Find the following ratios :
The lengths of sides of a rectangle are 5 cm and 3.5 cm. Find the ratio of numbers denoting its perimeter to area.
Answer
Length of rectangle $=( l )=5 cm$,
Breadth of rectangle $=(b)=3.5 cm$
Perimeter of the rectangle $=2(l+b)$
$=2(5+3.5)$
$=2 \times 8.5$
$=17 cm$
Area of the rectangle $= Ixb$
$=5 \times 3.5$
$=17.5 cm^2$
Ratio of numbers denoting perimeter to the area of rectangle
$\begin{aligned}
& =\frac{\text { perimeter }}{\text { area }} \\
& =\frac{17}{17.5} \\
& =\frac{17 \times 10}{17.5 \times 10} \\
& =\frac{170}{175} \\
& =\frac{5 \times 34}{5 \times 35} \\
& =\frac{34}{35} \\
& =34: 35
\end{aligned}$
$\therefore$ Ratio of numbers denoting perimeter to the area of rectangle is $34: 35$.

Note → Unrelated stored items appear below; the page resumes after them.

//! リクエスト単位のエラーと、その分類。
use thiserror::Error;

/// 推論中の失敗。共有アーティファクトの状態は変更しない。
#[derive(Debug, Error, Clone, PartialEq)]
pub enum InferenceError {
    #[error("feature dimension mismatch: expected {expected}, got {actual}")]
    DimensionMismatch { expected: usize, actual: usize },
    #[error("classifier returned invalid probabilities {0:?}")]
    InvalidProbabilities([f64; 2]),
    #[error("{0}")]
    Backend(String),
}

/// パイプライン境界で返すエラー。
#[derive(Debug, Error, Clone, PartialEq)]
pub enum PipelineError {
    #[error("missing required field: '{0}'")]
    MissingField(&'static str),
    #[error("invalid request: {0}")]
    InvalidRequest(String),
    #[error(transparent)]
    Inference(#[from] InferenceError),
}

/// エラーの種類。
#[derive(Debug, Clone, Copy, PartialEq, Eq)]
pub enum ErrorKind {
    /// 入力の欠落や不正な形式。呼び出し側の問題。
    Input,
    /// 正規化・ベクトル化・分類中の失敗。
    Inference,
}

impl PipelineError {
    #[must_use]
    pub fn kind(&self) -> ErrorKind {
        match self {
            Self::MissingField(_) | Self::InvalidRequest(_) => ErrorKind::Input,
            Self::Inference(_) => ErrorKind::Inference,
        }
    }
}
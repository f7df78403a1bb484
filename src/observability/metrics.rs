//! Prometheusメトリクス定義。
use prometheus::{
    Counter, Histogram, Registry, exponential_buckets, register_counter_with_registry,
    register_histogram_with_registry,
};
use std::sync::Arc;

/// メトリクスコレクター。
#[derive(Debug, Clone)]
pub struct Metrics {
    // カウンター
    pub predictions_fake: Counter,
    pub predictions_real: Counter,
    pub input_failures: Counter,
    pub inference_failures: Counter,

    // ヒストグラム
    pub pipeline_duration: Histogram,
}

impl Metrics {
    /// 新しいメトリクスコレクターを作成する。
    ///
    /// # Errors
    /// 同じ名前のメトリクスがレジストリに登録済みの場合。
    pub fn new(registry: Arc<Registry>) -> Result<Self, prometheus::Error> {
        Ok(Self {
            predictions_fake: register_counter_with_registry!(
                "veracity_predictions_fake_total",
                "Total number of items classified as FAKE",
                registry
            )?,
            predictions_real: register_counter_with_registry!(
                "veracity_predictions_real_total",
                "Total number of items classified as REAL",
                registry
            )?,
            input_failures: register_counter_with_registry!(
                "veracity_input_failures_total",
                "Total number of requests rejected for missing fields",
                registry
            )?,
            inference_failures: register_counter_with_registry!(
                "veracity_inference_failures_total",
                "Total number of requests that failed during inference",
                registry
            )?,
            pipeline_duration: register_histogram_with_registry!(
                "veracity_pipeline_duration_seconds",
                "Duration of normalize, vectorize and classify for one item",
                exponential_buckets(0.000_05, 2.0, 14)?,
                registry
            )?,
        })
    }
}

Find the following ratios : The ratio of diagonal of a square to its side, if the length of side is 7 cm.
Answer
Length of side of square = 7 cm
$\therefore$ Diagonal of square $= \sqrt{2} \times$ side
$= \sqrt{2} \times 7$
$= 7 \sqrt{2} cm$
Ratio of diagonal of a square to its side
$=\frac{\text { diagonal }}{\text { side }}$
$=\frac{7 \sqrt{2}}{7}$
$=\frac{\sqrt{2}}{1}$
$=\sqrt{2}: 1$
$\therefore$ The ratio of diagonal of a square to its side is $\sqrt{2} : 1$.
Find the following ratios $:$ The ratio of circumference of circle with radius $r$ to its area.
Answer
Let the radius of the circle is $r.$
$\therefore$ circumference $= 2\pi r$ and area $= \pi r^2$
Ratio of circumference to the area of circle
$=\frac{\text { circumference }}{\text { area }}$
$=\frac{2 \pi r }{\pi r ^2}$
$=\frac{2}{ r }$
$=2: r$
$\therefore$ The ratio of circumference of circle with radius $r$ to its area is $2: r$.

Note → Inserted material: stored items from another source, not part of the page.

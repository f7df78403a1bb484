use news_veracity::classification::{StemmerMode, TextNormalizer};
use proptest::prelude::*;
use regex::Regex;

#[test]
fn test_title_and_author_normalize_to_stemmed_tokens() {
    let normalizer = TextNormalizer::default();

    let normalized = normalizer.normalize("John Doe Breaking: Scientists Confirm");

    assert_eq!(normalized.normalized, "john doe break scientist confirm");
    assert_eq!(
        normalized.tokens,
        vec!["john", "doe", "break", "scientist", "confirm"]
    );
}

#[test]
fn test_stopword_only_input_is_empty() {
    let normalizer = TextNormalizer::default();

    let normalized = normalizer.normalize("The AND of, to THEIR ourselves!");

    assert!(normalized.is_empty());
    assert_eq!(normalized.normalized, "");
}

#[test]
fn test_digits_and_punctuation_split_words() {
    let normalizer = TextNormalizer::default();

    let normalized = normalizer.normalize("Trump2016vs.Clinton");

    assert_eq!(normalized.normalized, "trump vs clinton");
}

#[test]
fn test_original_mode_differs_from_default() {
    let nltk = TextNormalizer::new(StemmerMode::Nltk);
    let original = TextNormalizer::new(StemmerMode::Original);

    assert_eq!(nltk.normalize("dying news").normalized, "die news");
    assert_eq!(original.normalize("dying news").normalized, "dy new");
}

#[test]
fn test_long_run_of_y_fits_in_worker_stack() {
    let worker = std::thread::Builder::new()
        .stack_size(2 * 1024 * 1024)
        .spawn(|| TextNormalizer::default().normalize(&"y".repeat(100_000)))
        .expect("spawn normalizer thread");

    let normalized = worker.join().expect("normalizer thread completes");

    assert_eq!(normalized.tokens.len(), 1);
    assert!(normalized.normalized.starts_with("yyyy"));
}

proptest! {
    #[test]
    fn prop_output_is_lowercase_words_separated_by_single_spaces(input in ".{0,120}") {
        let pattern = Regex::new("^[a-z]*( [a-z]+)*$").unwrap();
        let normalizer = TextNormalizer::default();

        let normalized = normalizer.normalize(&input);

        prop_assert!(pattern.is_match(&normalized.normalized), "{:?}", normalized.normalized);
        prop_assert_eq!(normalized.tokens.join(" "), normalized.normalized);
    }

    #[test]
    fn prop_normalization_is_deterministic(input in "[A-Za-z0-9 ,.!?'-]{0,80}") {
        let normalizer = TextNormalizer::default();

        prop_assert_eq!(normalizer.normalize(&input), normalizer.normalize(&input));
    }
}
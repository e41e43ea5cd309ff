//! Subcommands

pub mod render;
pub mod serve;

use anyhow::{Context, Result};
use clap::Args;
use sightline_render::source::ProfileDescriptor;
use sightline_render::{AppContext, DiffOptions, ServerSettings};
use sightline_shared::types::diff::DiffMode;
use std::path::PathBuf;

/// Options shared by every subcommand that loads a profile.
#[derive(Args, Debug)]
pub struct CommonArgs {
    /// Profile file or http(s):// URL
    pub profile: String,

    /// Subtract this profile
    #[arg(long, conflicts_with = "diff_base")]
    pub base: Option<String>,

    /// Subtract this profile and tag its samples for comparison
    #[arg(long)]
    pub diff_base: Option<String>,

    /// Settings file (TOML)
    #[arg(short, long, env = "SIGHTLINE_CONFIG")]
    pub config: Option<PathBuf>,

    /// Saved-configuration file (JSON)
    #[arg(long)]
    pub settings_file: Option<PathBuf>,

    /// Verbose logging
    #[arg(short, long)]
    pub verbose: bool,
}

impl CommonArgs {
    pub fn descriptor(&self) -> ProfileDescriptor {
        ProfileDescriptor::parse(&self.profile)
    }

    pub fn diff(&self) -> DiffOptions {
        match (&self.base, &self.diff_base) {
            (Some(base), _) => DiffOptions {
                base: Some(ProfileDescriptor::parse(base)),
                mode: DiffMode::Base,
            },
            (None, Some(base)) => DiffOptions {
                base: Some(ProfileDescriptor::parse(base)),
                mode: DiffMode::DiffBase,
            },
            (None, None) => DiffOptions::default(),
        }
    }

    pub fn context(&self) -> Result<AppContext> {
        let mut settings =
            ServerSettings::load(self.config.as_deref()).context("Failed to load settings")?;
        if self.settings_file.is_some() {
            settings.settings_file = self.settings_file.clone();
        }
        Ok(AppContext::new(settings))
    }
}
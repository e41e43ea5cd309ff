//! Process-wide dependencies handed to everything that loads or renders

use std::sync::Arc;

use crate::config::ServerSettings;
use crate::engine::{Engine, StackEngine};
use crate::source::{DefaultSource, ProfileSource};
use crate::transport::Transport;
use crate::views::{DiagramEngine, Graphviz};

/// Shared services of one process.
#[derive(Clone)]
pub struct AppContext {
    pub settings: ServerSettings,
    pub transport: Transport,
    pub source: Arc<dyn ProfileSource>,
    pub engine: Arc<dyn Engine>,
    pub diagram: Arc<dyn DiagramEngine>,
}

impl AppContext {
    /// Context with the default source, engine and Graphviz diagram engine.
    pub fn new(settings: ServerSettings) -> Self {
        let transport = Transport::shared();
        let mut engine = StackEngine::new();
        if let Some(root) = &settings.source_root {
            engine = engine.with_source_root(root);
        }
        Self {
            source: Arc::new(DefaultSource::new(transport.clone())),
            engine: Arc::new(engine),
            diagram: Arc::new(Graphviz::new(&settings.dot_path)),
            transport,
            settings,
        }
    }

    pub fn with_diagram(mut self, diagram: Arc<dyn DiagramEngine>) -> Self {
        self.diagram = diagram;
        self
    }

    pub fn with_source(mut self, source: Arc<dyn ProfileSource>) -> Self {
        self.source = source;
        self
    }
}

Find the following ratios $:$ The ratio of radius to circumference of the circle.
Answer
Let the radius of circle be $r.$
then, its circumference $= 2\pi r$
Ratio of radius to circumference of the circle
$=\frac{\text { radius }}{\text { circumference }}$
$=\frac{ r }{2 \pi r }$
$=\frac{1}{2 \pi}$
$=1: 2 \pi$
The ratio of radius to circumference of the circle is $1: 2 \pi$.